═══ THE DATA ═══

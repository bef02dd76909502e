//! The client-side replica and its event fold.
//!
//! The fold is pure with respect to the event stream: it reads no clocks and
//! generates no identifiers, so two replicas fed the same events are equal
//! field for field. Events at or below the last applied sequence number are
//! skipped, which makes replayed overlap after a resume a no-op.

use fx_protocol::{
    AgentTaskState, AnalysisEvent, ErrorCategory, QueryContext, ReportResult, RiskAssessment,
    RunStage, SequencedEvent, TaskStatus, TradeDecision,
};
use std::collections::BTreeMap;

/// Transport health as seen by the consumer.
#[derive(Debug, Clone, Copy, PartialEq, Eq)]
pub enum ConnectionStatus {
    Connected,
    /// The stream dropped; a reconnect attempt is pending or in flight.
    Reconnecting { attempt: u32 },
    /// Reconnect attempts are exhausted.
    Lost,
}

/// A subscriber's replica of one run, reconstructed purely from events.
#[derive(Debug, Clone, PartialEq)]
pub struct ClientAnalysisState {
    pub query: Option<String>,
    pub stage: RunStage,
    pub context: Option<QueryContext>,
    pub tasks: BTreeMap<String, AgentTaskState>,
    pub risk: Option<RiskAssessment>,
    pub decision: Option<TradeDecision>,
    pub report: Option<ReportResult>,
    /// Terminal error, either relayed from the engine or synthesized by the
    /// consumer when the transport is lost.
    pub error: Option<(String, ErrorCategory)>,
    /// Append-only human-readable lines, one per applied event.
    pub log: Vec<String>,
    /// Sequence number of the last applied event.
    pub last_seq: Option<u64>,
    pub connection: ConnectionStatus,
}

impl Default for ClientAnalysisState {
    fn default() -> Self {
        Self {
            query: None,
            stage: RunStage::Init,
            context: None,
            tasks: BTreeMap::new(),
            risk: None,
            decision: None,
            report: None,
            error: None,
            log: Vec::new(),
            last_seq: None,
            connection: ConnectionStatus::Connected,
        }
    }
}

impl ClientAnalysisState {
    pub fn new() -> Self {
        Self::default()
    }

    /// Sequence number to resume a subscription from.
    pub fn next_resume_seq(&self) -> u64 {
        self.last_seq.map_or(0, |seq| seq + 1)
    }

    /// Whether a terminal event has been folded in.
    pub fn is_terminal(&self) -> bool {
        self.stage.is_terminal()
    }

    /// Fold one sequenced event into the replica.
    ///
    /// Returns `false` when the event was skipped as already applied.
    pub fn apply(&mut self, sequenced: &SequencedEvent) -> bool {
        if self.last_seq.is_some_and(|last| sequenced.seq <= last) {
            return false;
        }
        self.last_seq = Some(sequenced.seq);
        self.log.push(describe(&sequenced.event));

        match &sequenced.event {
            AnalysisEvent::Start { query, .. } => {
                self.query = Some(query.clone());
                self.stage = RunStage::Parsing;
            }
            AnalysisEvent::QueryParsed { context, .. } => {
                self.context = Some(context.clone());
                self.stage = RunStage::Analyzing;
            }
            AnalysisEvent::AgentStart { agent, timestamp } => {
                let task = self.task_slot(agent);
                task.start(*timestamp);
            }
            AnalysisEvent::AgentProgress {
                agent,
                step,
                message,
                progress,
                snapshot,
                started_at,
                completed_at,
            } => {
                let task = self.task_slot(agent);
                task.record_progress(
                    step.clone(),
                    message.clone(),
                    *progress,
                    snapshot.clone(),
                );
                if task.started_at.is_none() {
                    task.started_at = *started_at;
                }
                if task.completed_at.is_none() {
                    task.completed_at = *completed_at;
                }
            }
            AnalysisEvent::WebSearch {
                agent,
                queries,
                references,
            } => {
                let record = fx_protocol::SearchRecord {
                    queries: queries.clone(),
                    references: references.clone(),
                };
                self.task_slot(agent).record_search(record);
            }
            AnalysisEvent::AgentUpdate { agent, result } => {
                // The event carries no clock reading, so the terminal status
                // is set directly; the complete snapshot supplies the final
                // completion timestamp.
                let task = self.task_slot(agent);
                if !task.status.is_terminal() {
                    task.status = if result.success {
                        task.progress = 100;
                        TaskStatus::Completed
                    } else {
                        TaskStatus::Failed
                    };
                    task.result = Some(result.clone());
                }
            }
            AnalysisEvent::RiskUpdate { risk, .. } => {
                self.risk = Some(risk.clone());
                self.stage = RunStage::Gating;
            }
            AnalysisEvent::Decision { decision } => {
                self.decision = Some(decision.clone());
                self.stage = RunStage::Synthesizing;
            }
            AnalysisEvent::ReportUpdate { report } => {
                self.report = Some(report.clone());
                self.stage = RunStage::Reporting;
            }
            AnalysisEvent::Complete { result } => {
                // Adopt the authoritative snapshot wholesale.
                self.query = Some(result.query.clone());
                self.context = result.context.clone();
                self.stage = result.stage;
                self.tasks = result.tasks.clone();
                self.risk = result.risk.clone();
                self.decision = result.decision.clone();
                self.report = result.report.clone();
            }
            AnalysisEvent::Error {
                error, category, ..
            } => {
                self.error = Some((error.clone(), *category));
                self.stage = RunStage::Failed;
            }
        }
        true
    }

    fn task_slot(&mut self, agent: &str) -> &mut AgentTaskState {
        self.tasks
            .entry(agent.to_string())
            .or_insert_with(|| AgentTaskState::new(agent))
    }
}

/// One human-readable line per event, for the client's progress log.
fn describe(event: &AnalysisEvent) -> String {
    match event {
        AnalysisEvent::Start { query, .. } => format!("run started: {query}"),
        AnalysisEvent::QueryParsed { pair, .. } => format!("parsed pair {pair}"),
        AnalysisEvent::AgentStart { agent, .. } => format!("{agent} started"),
        AnalysisEvent::AgentProgress {
            agent,
            message,
            progress,
            ..
        } => format!("{agent} {progress}% {message}"),
        AnalysisEvent::WebSearch { agent, queries, .. } => {
            format!("{agent} searched: {}", queries.join(", "))
        }
        AnalysisEvent::AgentUpdate { agent, result } => {
            if result.success {
                format!("{agent} completed")
            } else {
                format!(
                    "{agent} failed: {}",
                    result.error.as_deref().unwrap_or("unknown")
                )
            }
        }
        AnalysisEvent::RiskUpdate { approved, .. } => {
            if *approved {
                "risk gate approved".to_string()
            } else {
                "risk gate rejected".to_string()
            }
        }
        AnalysisEvent::Decision { decision } => {
            format!("decision: {:?} at {:.2}", decision.action, decision.confidence)
        }
        AnalysisEvent::ReportUpdate { report } => {
            if report.success {
                "report generated".to_string()
            } else {
                format!(
                    "report failed: {}",
                    report.error.as_deref().unwrap_or("unknown")
                )
            }
        }
        AnalysisEvent::Complete { .. } => "run complete".to_string(),
        AnalysisEvent::Error { error, .. } => format!("run failed: {error}"),
    }
}
//! Engine configuration loading.
//!
//! Deadlines and channel sizing are configurable from a TOML file; every
//! field has a default so a missing file or empty table is valid.

use serde::Deserialize;
use std::path::{Path, PathBuf};
use std::time::Duration;
use thiserror::Error;

/// Errors that can occur during configuration loading.
#[derive(Error, Debug)]
pub enum ConfigError {
    /// Failed to read a configuration file from disk.
    #[error("Failed to read config file at {path}: {source}")]
    FileRead {
        path: PathBuf,
        source: std::io::Error,
    },

    /// Failed to parse TOML configuration.
    #[error("Failed to parse TOML file at {path}: {source}")]
    TomlParse {
        path: PathBuf,
        source: toml::de::Error,
    },
}

/// Type alias for Result with ConfigError.
pub type ConfigResult<T> = Result<T, ConfigError>;

/// Tunable parameters for one engine instance.
#[derive(Debug, Clone, Deserialize)]
#[serde(default)]
pub struct EngineConfig {
    /// Per-task deadline for the parallel stage, in milliseconds.
    /// Exceeding it fails that task only; siblings keep running.
    pub task_deadline_ms: Option<u64>,

    /// Deadline for each sequential stage (gate, synthesis, report), in
    /// milliseconds. Exceeding it aborts the run.
    pub stage_deadline_ms: Option<u64>,

    /// Capacity of the run's event channel.
    pub channel_capacity: usize,
}

impl Default for EngineConfig {
    fn default() -> Self {
        Self {
            task_deadline_ms: None,
            stage_deadline_ms: None,
            channel_capacity: 64,
        }
    }
}

impl EngineConfig {
    /// Load configuration from a TOML file.
    pub fn load(path: &Path) -> ConfigResult<Self> {
        let content = std::fs::read_to_string(path).map_err(|source| ConfigError::FileRead {
            path: path.to_path_buf(),
            source,
        })?;
        toml::from_str(&content).map_err(|source| ConfigError::TomlParse {
            path: path.to_path_buf(),
            source,
        })
    }

    pub fn task_deadline(&self) -> Option<Duration> {
        self.task_deadline_ms.map(Duration::from_millis)
    }

    pub fn stage_deadline(&self) -> Option<Duration> {
        self.stage_deadline_ms.map(Duration::from_millis)
    }
}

═══

▶ [ACTION ITEM]: Answer only with how many lines in the records include "ErrorCategory".

▶ [SOLVED PROBLEM]: 2